Mais, pourquoi disparaître ?
 
Pourquoi disparaître alors que nous passons notre vie à essayer d’être ? Depuis l’émergence de notre vie dans le ventre de notre mère, notre construction, nos apprentissages et jusqu’à notre évolution dans la société, nous nous distinguons toujours plus. Pourquoi vouloir effacer tout cela ? N’est-ce pas ça l’évolution naturelle de la vie sur Terre ?
 
Sans doute, mais il y a ceci : si, depuis notre naissance à la vie, nous suivons le chemin de la séparation, c’est parce que nos sens placent le monde et jusqu’à notre propre corps et nous-mêmes, à l’extérieur. C’est que nos sens ont une mission importantissime : ils protègent notre vie du milieu hostile de la non-vie. Notre vie n’est en réalité qu’une survie. 
 
C’est pour survivre que nous avons dû quitter le bain fondamental de la vie. Nous ne sommes plus dans le phénomène de la vie, nous l’observons de l’extérieur. Bien sûr, ce n’est pas exact, ce n’est qu’une caricature. Mais toutes les caricatures ont l’avantage de ne pas tourner autour du pot, elles montrent directement ce qui d’ordinaire reste caché dans un ensemble.

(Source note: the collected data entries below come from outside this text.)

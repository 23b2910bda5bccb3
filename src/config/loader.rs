//! Configuration loading from disk.

use std::fs;
use std::path::Path;

use thiserror::Error;

use crate::config::schema::ReflectorConfig;
use crate::config::validation::{validate_config, ValidationError};

/// Error type for configuration loading.
#[derive(Debug, Error)]
pub enum ConfigError {
    #[error("IO error: {0}")]
    Io(#[from] std::io::Error),

    #[error("Parse error: {0}")]
    Parse(#[from] toml::de::Error),

    #[error("Validation failed: {}", join_errors(.0))]
    Validation(Vec<ValidationError>),
}

fn join_errors(errors: &[ValidationError]) -> String {
    errors
        .iter()
        .map(ToString::to_string)
        .collect::<Vec<_>>()
        .join(", ")
}

/// Load and validate configuration from a TOML file.
pub fn load_config(path: &Path) -> Result<ReflectorConfig, ConfigError> {
    let content = fs::read_to_string(path)?;
    parse_config(&content)
}

/// Parse and validate configuration from TOML text.
pub fn parse_config(content: &str) -> Result<ReflectorConfig, ConfigError> {
    let config: ReflectorConfig = toml::from_str(content)?;

    validate_config(&config).map_err(ConfigError::Validation)?;

    Ok(config)
}
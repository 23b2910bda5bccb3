//! og-reflector
//!
//! # Architecture Overview
//!
//! ```text
//!                        ┌──────────────────────────────────────────────┐
//!                        │                 OG REFLECTOR                  │
//!   Crawler / Browser    │  ┌─────────┐    ┌───────────┐                 │
//!   ─────────────────────┼─▶│  http   │───▶│ reflector │── GET ──────────┼──▶ Upstream
//!                        │  │ server  │    │  upstream │◀── HTML ────────┼─── origin
//!                        │  └─────────┘    └─────┬─────┘                 │
//!                        │                       ▼                       │
//!                        │                 ┌───────────┐                 │
//!                        │                 │  scanner  │ og:* + theme    │
//!                        │                 └─────┬─────┘                 │
//!                        │                       ▼                       │
//!   Redirect page        │  ┌─────────┐    ┌───────────┐                 │
//!   ◀────────────────────┼──│response │◀───│   page    │                 │
//!                        │  └─────────┘    └───────────┘                 │
//!                        └──────────────────────────────────────────────┘
//! ```

use std::path::PathBuf;

use clap::Parser;

use og_reflector::config::{load_config, validate_config, ConfigError, ReflectorConfig};
use og_reflector::lifecycle;
use og_reflector::observability::logging::init_logging;

#[derive(Parser)]
#[command(name = "og-reflector")]
#[command(about = "Reflects upstream pages as Open Graph redirect pages", long_about = None)]
struct Cli {
    /// Path to a TOML configuration file. Defaults are used when omitted.
    #[arg(short, long)]
    config: Option<PathBuf>,

    /// Override the listener bind address.
    #[arg(short, long)]
    bind: Option<String>,

    /// Validate the configuration and exit.
    #[arg(long)]
    check: bool,
}

fn resolve_config(cli: &Cli) -> Result<ReflectorConfig, ConfigError> {
    let mut config = match &cli.config {
        Some(path) => load_config(path)?,
        None => ReflectorConfig::default(),
    };
    if let Some(bind) = &cli.bind {
        config.listener.bind_address = bind.clone();
        validate_config(&config).map_err(ConfigError::Validation)?;
    }
    Ok(config)
}

#[tokio::main]
async fn main() -> Result<(), Box<dyn std::error::Error>> {
    let cli = Cli::parse();
    let config = resolve_config(&cli)?;

    if cli.check {
        println!("configuration OK");
        return Ok(());
    }

    init_logging(&config.observability);
    tracing::info!("og-reflector v{} starting", env!("CARGO_PKG_VERSION"));

    lifecycle::run(config).await?;
    Ok(())
}
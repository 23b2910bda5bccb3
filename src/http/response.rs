//! Response construction.
//!
//! # Responsibilities
//! - Turn a `Reflection` into the client-facing response
//! - Mirror upstream client-error statuses with a fixed plain-text body
//! - Map transport failures to 502 Bad Gateway
//!
//! # Design Decisions
//! - Only 400, 401, 403 and 404 carry a body; other failures are mirrored
//!   with an empty body and no content type
//! - The synthesized page always goes out as `text/html; charset=utf-8`

use axum::http::{header, StatusCode};
use axum::response::{IntoResponse, Response};

use crate::reflector::{ReflectError, Reflection};

/// Content type of the synthesized page.
pub const HTML_CONTENT_TYPE: &str = "text/html; charset=utf-8";

/// Fixed body for the upstream statuses that get one.
pub fn status_body(status: StatusCode) -> Option<&'static str> {
    match status {
        StatusCode::BAD_REQUEST => Some("Bad Request"),
        StatusCode::UNAUTHORIZED => Some("Unauthorized"),
        StatusCode::FORBIDDEN => Some("Forbidden"),
        StatusCode::NOT_FOUND => Some("Not Found"),
        _ => None,
    }
}

impl IntoResponse for Reflection {
    fn into_response(self) -> Response {
        match self {
            Reflection::UpstreamStatus(status) => match status_body(status) {
                Some(body) => (status, body).into_response(),
                None => status.into_response(),
            },
            Reflection::IncompleteMetadata => (StatusCode::NOT_FOUND, "Not Found").into_response(),
            Reflection::Page(page) => {
                ([(header::CONTENT_TYPE, HTML_CONTENT_TYPE)], page).into_response()
            }
        }
    }
}

impl IntoResponse for ReflectError {
    fn into_response(self) -> Response {
        (StatusCode::BAD_GATEWAY, "Upstream request failed").into_response()
    }
}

Perçus de l’extérieur, nous sommes séparés du bain du vivant, nous sommes seuls.


 
Rejoindre la nature, sa nature.
Se fondre à nouveau 
dans la Vie, ne fusse qu’un instant.
 
Effacer ce qui me distingue c’est disparaître aux yeux de tous, aux sens de tous. Mais en même temps, c’est retrouver les fondements de sa vie. Voilà une des orientations possibles de la pratique de l’Art du Chi. Pour moi, c’est la plus essentielle. L’Art du Chi nous guide dans cette exploration de la perte de nos particularités. Nous allons effacer progressivement notre individualité, disparaître, et devenir, ne fusse qu’un instant, universels.